Recently published by Capodanno et al, the GHOST-EU registry raised some concerns with the relatively high rate of six-month thrombosis following the unrestricted use of Absorb BVS in “real-world” practice (2.1%)10. In that trial, post-dilation was performed in 49% of the total cohort and was not correlated with better clinical outcomes in the univariate analysis. Although difficult to put our results into perspective versus the GHOST-EU registry, since the population and lesion complexity are completely different, we could only speculate whether their results would have been better if PD had been performed more often, as in the EXTEND registry (68%).

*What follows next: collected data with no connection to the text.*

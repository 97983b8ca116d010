//! Body landmark topology and per-landmark data.
//!
//! The upstream pose model reports a fixed 33-point skeleton. The identifiers
//! here mirror its naming exactly (`LEFT_KNEE`, `MOUTH_LEFT`, ...), so
//! criteria documents written against the model's names deserialize directly.
//! Unknown names are rejected when criteria are loaded, not when a frame is
//! scored.

use schemars::JsonSchema;
use serde::{Deserialize, Serialize};
use std::fmt;

/// Identifier for one point of the fixed 33-landmark skeleton topology.
///
/// Variant order matches the upstream model's landmark indices, so
/// `LandmarkId::index` is also the position of the landmark in a detected
/// skeleton's landmark list.
#[derive(Debug, Clone, Copy, PartialEq, Eq, Hash, PartialOrd, Ord, Serialize, Deserialize, JsonSchema)]
#[serde(rename_all = "SCREAMING_SNAKE_CASE")]
pub enum LandmarkId {
    Nose,
    LeftEyeInner,
    LeftEye,
    LeftEyeOuter,
    RightEyeInner,
    RightEye,
    RightEyeOuter,
    LeftEar,
    RightEar,
    MouthLeft,
    MouthRight,
    LeftShoulder,
    RightShoulder,
    LeftElbow,
    RightElbow,
    LeftWrist,
    RightWrist,
    LeftPinky,
    RightPinky,
    LeftIndex,
    RightIndex,
    LeftThumb,
    RightThumb,
    LeftHip,
    RightHip,
    LeftKnee,
    RightKnee,
    LeftAnkle,
    RightAnkle,
    LeftHeel,
    RightHeel,
    LeftFootIndex,
    RightFootIndex,
}

impl LandmarkId {
    /// Every landmark in topology (index) order.
    pub const ALL: [LandmarkId; 33] = [
        LandmarkId::Nose,
        LandmarkId::LeftEyeInner,
        LandmarkId::LeftEye,
        LandmarkId::LeftEyeOuter,
        LandmarkId::RightEyeInner,
        LandmarkId::RightEye,
        LandmarkId::RightEyeOuter,
        LandmarkId::LeftEar,
        LandmarkId::RightEar,
        LandmarkId::MouthLeft,
        LandmarkId::MouthRight,
        LandmarkId::LeftShoulder,
        LandmarkId::RightShoulder,
        LandmarkId::LeftElbow,
        LandmarkId::RightElbow,
        LandmarkId::LeftWrist,
        LandmarkId::RightWrist,
        LandmarkId::LeftPinky,
        LandmarkId::RightPinky,
        LandmarkId::LeftIndex,
        LandmarkId::RightIndex,
        LandmarkId::LeftThumb,
        LandmarkId::RightThumb,
        LandmarkId::LeftHip,
        LandmarkId::RightHip,
        LandmarkId::LeftKnee,
        LandmarkId::RightKnee,
        LandmarkId::LeftAnkle,
        LandmarkId::RightAnkle,
        LandmarkId::LeftHeel,
        LandmarkId::RightHeel,
        LandmarkId::LeftFootIndex,
        LandmarkId::RightFootIndex,
    ];

    /// Position of this landmark in the model's output list.
    pub fn index(&self) -> usize {
        *self as usize
    }

    /// The upstream model's name for this landmark.
    pub fn name(&self) -> &'static str {
        match self {
            LandmarkId::Nose => "NOSE",
            LandmarkId::LeftEyeInner => "LEFT_EYE_INNER",
            LandmarkId::LeftEye => "LEFT_EYE",
            LandmarkId::LeftEyeOuter => "LEFT_EYE_OUTER",
            LandmarkId::RightEyeInner => "RIGHT_EYE_INNER",
            LandmarkId::RightEye => "RIGHT_EYE",
            LandmarkId::RightEyeOuter => "RIGHT_EYE_OUTER",
            LandmarkId::LeftEar => "LEFT_EAR",
            LandmarkId::RightEar => "RIGHT_EAR",
            LandmarkId::MouthLeft => "MOUTH_LEFT",
            LandmarkId::MouthRight => "MOUTH_RIGHT",
            LandmarkId::LeftShoulder => "LEFT_SHOULDER",
            LandmarkId::RightShoulder => "RIGHT_SHOULDER",
            LandmarkId::LeftElbow => "LEFT_ELBOW",
            LandmarkId::RightElbow => "RIGHT_ELBOW",
            LandmarkId::LeftWrist => "LEFT_WRIST",
            LandmarkId::RightWrist => "RIGHT_WRIST",
            LandmarkId::LeftPinky => "LEFT_PINKY",
            LandmarkId::RightPinky => "RIGHT_PINKY",
            LandmarkId::LeftIndex => "LEFT_INDEX",
            LandmarkId::RightIndex => "RIGHT_INDEX",
            LandmarkId::LeftThumb => "LEFT_THUMB",
            LandmarkId::RightThumb => "RIGHT_THUMB",
            LandmarkId::LeftHip => "LEFT_HIP",
            LandmarkId::RightHip => "RIGHT_HIP",
            LandmarkId::LeftKnee => "LEFT_KNEE",
            LandmarkId::RightKnee => "RIGHT_KNEE",
            LandmarkId::LeftAnkle => "LEFT_ANKLE",
            LandmarkId::RightAnkle => "RIGHT_ANKLE",
            LandmarkId::LeftHeel => "LEFT_HEEL",
            LandmarkId::RightHeel => "RIGHT_HEEL",
            LandmarkId::LeftFootIndex => "LEFT_FOOT_INDEX",
            LandmarkId::RightFootIndex => "RIGHT_FOOT_INDEX",
        }
    }

    /// Look up a landmark by the upstream model's name.
    ///
    /// Returns `None` for anything outside the fixed topology.
    pub fn from_name(name: &str) -> Option<LandmarkId> {
        LandmarkId::ALL.iter().copied().find(|id| id.name() == name)
    }
}

impl fmt::Display for LandmarkId {
    fn fmt(&self, f: &mut fmt::Formatter<'_>) -> fmt::Result {
        f.write_str(self.name())
    }
}

/// A single detected body landmark for one frame.
///
/// `x` and `y` are normalized image coordinates in `[0, 1]`; `z` is
/// depth-relative (not image-normalized); `visibility` is the model's
/// confidence in `[0, 1]`. Values are immutable once produced.
#[derive(Debug, Clone, Copy, PartialEq, Serialize, Deserialize, JsonSchema)]
pub struct Landmark {
    pub x: f64,
    pub y: f64,
    pub z: f64,
    pub visibility: f64,
}

impl Landmark {
    pub fn new(x: f64, y: f64, z: f64, visibility: f64) -> Self {
        Self { x, y, z, visibility }
    }

    /// Position as an `(x, y, z)` tuple.
    pub fn position(&self) -> (f64, f64, f64) {
        (self.x, self.y, self.z)
    }
}

/// One skeleton as reported by the upstream model, landmarks in topology
/// order. Zero detections for a frame are represented upstream by an empty
/// skeleton list, not by an empty `DetectedPose`.
#[derive(Debug, Clone, PartialEq, Serialize, Deserialize)]
pub struct DetectedPose {
    landmarks: Vec<Landmark>,
}

impl DetectedPose {
    /// Wrap a model output. The landmark list is expected in topology order;
    /// a short list simply makes the trailing landmarks unobservable.
    pub fn new(landmarks: Vec<Landmark>) -> Self {
        Self { landmarks }
    }

    /// Landmark data for `id`, if the model reported it.
    pub fn get(&self, id: LandmarkId) -> Option<&Landmark> {
        self.landmarks.get(id.index())
    }

    /// All reported landmarks paired with their identifiers.
    pub fn iter(&self) -> impl Iterator<Item = (LandmarkId, &Landmark)> {
        LandmarkId::ALL
            .iter()
            .copied()
            .zip(self.landmarks.iter())
    }
}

With metallic stents, Dirschinger et al demonstrated that the use of high-pressure inflation was associated with a twofold increase of peri-PCI MI rates compared to low-pressure inflation; however, this finding was not associated with any significant influence on the one-year clinical outcome11. Also of note were the significantly greater numbers of overlapping scaffolds in the post-dilation group and the longer mean length of scaffold implanted in this group, which may have influenced the occurrence of periprocedural MI. It has been well established in the literature that overlapping metallic stents is associated with a higher periprocedural rate of MI, due most likely to increased side branch occlusion along the treated segment, which can also be affected by device design and strut thickness12-15. It must be kept in mind that overlapping of an Absorb BVS results in a 300 μm layer of polymer, which is significantly thicker than that of the current metallic best-in-class DES.

Limitations

The major limitation of this study is related to its non-randomised design. However, it is very unlikely that a randomised trial of this kind will ever be performed due to the ethical implications of not performing post-dilation when a suboptimal angiographic result is observed. Additionally, the lack of routine intravascular imaging assessment (e.g., IVUS, OCT, etc.), which may better assess lesion morphology and detect subtle differences in scaffold expansion and apposition, precludes a more detailed evaluation of the cohorts. Moreover, the low-to-moderate complexity of the coronary lesions in the enrolled patients might not reflect the full spectrum of patients potentially treated with BRS in daily practice, and the differences in patient and lesion characteristics between the two groups may have impacted on the clinical results. Finally, due to the retrospective nature of this analysis, these results should be considered with caution.

Conclusions

In patients with non-complex coronary lesions undergoing BRS implantation, performing post-dilation does not negatively influence long-term clinical outcomes. Although periprocedural enzymatic myocardial infarction was observed more frequently in patients in need of post-dilation, it was not an independent predictor of periprocedural MI. Therefore, post-dilation should be performed whenever necessary to optimise acute results after BRS implantation.

Guest Editor

This paper was guest edited by Antonio Colombo, MD; Scientific Institute S. Raffaele, Milan, Italy.

Impact on daily practice

Bioresorbable scaffolds have been more frequently used in current PCI practice as an alternative to metallic stents to keep immediate vessel patency and later restore normal endothelial function. However, their use in non-selected patients has also been associated with a higher occurrence of device thrombosis within the first six months of the procedure. By performing post-dilation within the device expansion limits, operators might contribute to a better acute performance in more complex cases without significantly increasing the risks of acute complications related to device fracture.

Conflict of interest statement

The authors have no conflicts of interest to declare. The Guest Editor has no conflicts of interest to declare.